Using the listing below, give the number of lines in which the string "data" appears, and nothing else.

Entries shown START

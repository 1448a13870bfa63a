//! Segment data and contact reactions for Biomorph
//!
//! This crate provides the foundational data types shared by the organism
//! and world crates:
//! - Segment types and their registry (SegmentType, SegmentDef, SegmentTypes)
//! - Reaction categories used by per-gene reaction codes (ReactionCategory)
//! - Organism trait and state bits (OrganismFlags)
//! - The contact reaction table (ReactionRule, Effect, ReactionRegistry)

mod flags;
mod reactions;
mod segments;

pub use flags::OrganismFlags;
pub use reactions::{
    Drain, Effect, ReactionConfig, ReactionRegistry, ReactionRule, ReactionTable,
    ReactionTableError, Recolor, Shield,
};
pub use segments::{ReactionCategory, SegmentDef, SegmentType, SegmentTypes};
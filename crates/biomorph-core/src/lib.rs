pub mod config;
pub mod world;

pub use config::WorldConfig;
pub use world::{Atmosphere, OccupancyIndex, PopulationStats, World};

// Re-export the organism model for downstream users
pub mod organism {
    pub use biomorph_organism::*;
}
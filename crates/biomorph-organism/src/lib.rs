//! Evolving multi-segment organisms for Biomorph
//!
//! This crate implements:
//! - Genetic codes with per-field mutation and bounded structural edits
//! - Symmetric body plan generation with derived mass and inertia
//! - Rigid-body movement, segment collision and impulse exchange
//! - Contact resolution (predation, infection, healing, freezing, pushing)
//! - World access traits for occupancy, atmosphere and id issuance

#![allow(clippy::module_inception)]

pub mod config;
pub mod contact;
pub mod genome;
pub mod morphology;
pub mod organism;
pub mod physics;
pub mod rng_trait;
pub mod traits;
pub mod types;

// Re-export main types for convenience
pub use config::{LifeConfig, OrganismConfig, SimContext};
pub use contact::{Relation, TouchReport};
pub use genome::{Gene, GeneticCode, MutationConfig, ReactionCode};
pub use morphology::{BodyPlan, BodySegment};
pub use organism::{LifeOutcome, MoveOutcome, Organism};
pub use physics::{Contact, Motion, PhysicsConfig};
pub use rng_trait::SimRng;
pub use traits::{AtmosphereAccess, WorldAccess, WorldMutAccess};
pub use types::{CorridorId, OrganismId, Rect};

Entries shown END

Exercise solution – 2